Имя Писарева напоминает мне следующее. Весной 1867 года, во время моего проезда через Петербург, он сделал мне честь – посетил меня. Я до тех пор с ним не встречался, но читал его статьи с интересом, хотя со многими положениями в них, вообще с их направлением, согласиться не мог. Особенно возмутили меня его статьи о Пушкине{19}. В течение разговора я откровенно высказался перед ним. Писарев с первого взгляда производил впечатление человека честного и умного, которому не только можно, но и должно говорить правду. «Вы, – начал я, – втоптали в грязь, между прочим, одно из самых трогательных стихотворений Пушкина (обращение его к последнему лицейскому товарищу, долженствующему остаться в живых: «Несчастный друг» и т. д.). Вы уверяете, что поэт советует приятелю просто взять да с горя нализаться. Эстетическое чувство в вас слишком живо: вы не могли сказать это серьезно – вы это сказали нарочно, с целью. Посмотрим, оправдывает ли вас эта цель. Я понимаю преувеличение, я допускаю карикатуру, – но преувеличение истины, карикатуру в дельном смысле, в настоящем направлении. Если б у нас молодые люди теперь только и делали, что стихи писали, как в блаженную эпоху альманахов, я бы понял, я бы, пожалуй, даже оправдал ваш злобный укор, вашу насмешку, я бы подумал: несправедливо, но полезно! А то, помилуйте, в кого вы стреляете? Уж точно по воробьям из пушки! Всего-то у нас осталось три-четыре человека, старички пятидесяти лет и свыше, которые еще упражняются в сочинении стихов; стоит ли яриться против них? Как будто нет тысячи других, животрепещущих вопросов, на которые вы, как журналист, обязанный прежде всех ощущать, чуять насущное, нужное, безотлагательное, должны обратить внимание публики? Поход на стихотворцев в 1866 году! Да это антикварская выходка, архаизм! Белинский – тот никогда бы не впал в такой просак!» Не знаю, что подумал Писарев, но он ничего не отвечал мне. Вероятно, он не согласился со мною.

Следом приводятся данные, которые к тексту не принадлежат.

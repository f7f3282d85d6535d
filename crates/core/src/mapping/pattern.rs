//! Wildcard path patterns.
//!
//! Supported wildcards:
//! - `...` -- any run of characters, including `/`
//! - `*` -- any run of characters within one path component
//! - `%%1` .. `%%9` -- positional, within one path component
//!
//! When a path is translated, each wildcard on the destination side takes
//! the text captured by the source wildcard of the same kind and ordinal
//! (`%%n` by its number).

use regex_lite::Regex;

use crate::errors::MapError;

/// A single wildcard token.
#[derive(Debug, Clone, Copy, PartialEq, Eq)]
pub enum Wildcard {
    Ellipsis,
    Star,
    Positional(u8),
}

#[derive(Debug, Clone, PartialEq, Eq)]
enum Segment {
    Literal(String),
    Wild(Wildcard),
}

/// Text captured by each wildcard of a source pattern, in pattern order.
pub type Captures = Vec<(Wildcard, String)>;

/// A compiled wildcard pattern.
#[derive(Debug, Clone)]
pub struct Pattern {
    text: String,
    segments: Vec<Segment>,
    regex: Regex,
}

impl Pattern {
    /// Compile a pattern string.
    pub fn compile(text: &str) -> Result<Self, MapError> {
        let segments = tokenize(text);

        let mut source = String::from("^");
        for segment in &segments {
            match segment {
                Segment::Literal(lit) => source.push_str(&regex_lite::escape(lit)),
                Segment::Wild(Wildcard::Ellipsis) => source.push_str("(.*)"),
                Segment::Wild(_) => source.push_str("([^/]*)"),
            }
        }
        source.push('$');

        let regex = Regex::new(&source).map_err(|e| MapError::InvalidPattern {
            pattern: text.to_string(),
            detail: e.to_string(),
        })?;

        Ok(Self {
            text: text.to_string(),
            segments,
            regex,
        })
    }

    /// The pattern as written.
    pub fn as_str(&self) -> &str {
        &self.text
    }

    /// Whether the pattern contains no wildcards.
    pub fn is_literal(&self) -> bool {
        self.segments
            .iter()
            .all(|s| matches!(s, Segment::Literal(_)))
    }

    /// Match `path` against the whole pattern, returning captured text.
    pub fn captures(&self, path: &str) -> Option<Captures> {
        let caps = self.regex.captures(path)?;
        let wildcards = self.segments.iter().filter_map(|s| match s {
            Segment::Wild(w) => Some(*w),
            Segment::Literal(_) => None,
        });

        Some(
            wildcards
                .enumerate()
                .map(|(i, w)| {
                    let text = caps.get(i + 1).map_or("", |m| m.as_str());
                    (w, text.to_string())
                })
                .collect(),
        )
    }

    /// Match the text of another pattern against this one.
    ///
    /// Succeeds only when every wildcard in `other` falls inside a wildcard
    /// here that can hold it: `...` only inside `...`, and nothing that
    /// spans a `/` inside `*` or `%%n`.
    pub fn captures_pattern(&self, other: &str) -> Option<Captures> {
        let captures = self.captures(other)?;
        let covered = captures.iter().all(|(w, text)| match w {
            Wildcard::Ellipsis => true,
            Wildcard::Star | Wildcard::Positional(_) => {
                !text.contains('/') && !text.contains("...")
            }
        });
        covered.then_some(captures)
    }

    /// Whether `path` matches the pattern.
    pub fn matches(&self, path: &str) -> bool {
        self.regex.is_match(path)
    }

    /// Expand this pattern as a destination, filling wildcards from
    /// `captures`. A wildcard with no counterpart expands to nothing.
    pub fn substitute(&self, captures: &[(Wildcard, String)]) -> String {
        let mut out = String::with_capacity(self.text.len());
        let mut ellipses = 0;
        let mut stars = 0;

        for segment in &self.segments {
            match segment {
                Segment::Literal(lit) => out.push_str(lit),
                Segment::Wild(Wildcard::Ellipsis) => {
                    out.push_str(nth_capture(captures, ellipses, |w| {
                        matches!(w, Wildcard::Ellipsis)
                    }));
                    ellipses += 1;
                }
                Segment::Wild(Wildcard::Star) => {
                    out.push_str(nth_capture(captures, stars, |w| matches!(w, Wildcard::Star)));
                    stars += 1;
                }
                Segment::Wild(Wildcard::Positional(n)) => {
                    out.push_str(nth_capture(captures, 0, |w| w == Wildcard::Positional(*n)));
                }
            }
        }
        out
    }
}

impl PartialEq for Pattern {
    fn eq(&self, other: &Self) -> bool {
        self.text == other.text
    }
}

impl Eq for Pattern {}

fn nth_capture(captures: &[(Wildcard, String)], n: usize, want: impl Fn(Wildcard) -> bool) -> &str {
    captures
        .iter()
        .filter(|(w, _)| want(*w))
        .nth(n)
        .map_or("", |(_, text)| text.as_str())
}

fn tokenize(text: &str) -> Vec<Segment> {
    let mut segments = Vec::new();
    let mut literal = String::new();
    let mut rest = text;

    while let Some(c) = rest.chars().next() {
        let wildcard = if rest.starts_with("...") {
            Some((Wildcard::Ellipsis, 3))
        } else if c == '*' {
            Some((Wildcard::Star, 1))
        } else if let Some(n) = positional(rest) {
            Some((Wildcard::Positional(n), 3))
        } else {
            None
        };

        match wildcard {
            Some((w, len)) => {
                if !literal.is_empty() {
                    segments.push(Segment::Literal(std::mem::take(&mut literal)));
                }
                segments.push(Segment::Wild(w));
                rest = &rest[len..];
            }
            None => {
                literal.push(c);
                rest = &rest[c.len_utf8()..];
            }
        }
    }

    if !literal.is_empty() {
        segments.push(Segment::Literal(literal));
    }
    segments
}

fn positional(s: &str) -> Option<u8> {
    let digit = s.strip_prefix("%%")?.chars().next()?;
    match digit {
        '1'..='9' => digit.to_digit(10).map(|d| d as u8),
        _ => None,
    }
}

Само собою разумеется, что понимание Белинским своего времени, своего назначения не мешало его задушевным убеждениям сквозить в каждом слове его статей, тем более что его отрицательная деятельность на поприще критики как нельзя лучше соответствовала той роли, которую он бы, наверное, выбрал в политически развитом обществе. Что он чувствовал и что он думал, про то ведал он один, ведали и некоторые из его друзей; но что он делал, что он печатал – неуклонно и строго держалось литературной почвы и двигалось исключительно на ней. Только в известном одном письме{20} эта страсть, которую он

…во тьме ночной
Вскормил слезами и тоской{21},

прорвалась наружу – как тот огонь, о котором говорит Лермонтов.

* * *

Я прошу у читателя позволения привести в этом месте отрывок из лекции о Пушкине, прочтенной мною в 1859 году перед немногочисленным обществом{22}. Стараясь изобразить характер эпохи 30-х, 40-х годов, я должен был упомянуть о гоголевской сатире, о лермонтовском протесте, а потом и о значении критики Белинского. Одно упоминовение этого имени возбудило негодование большей части моих слушателей. Вот этот отрывок. (Мне придется начать несколько издалека; но это неизбежно.)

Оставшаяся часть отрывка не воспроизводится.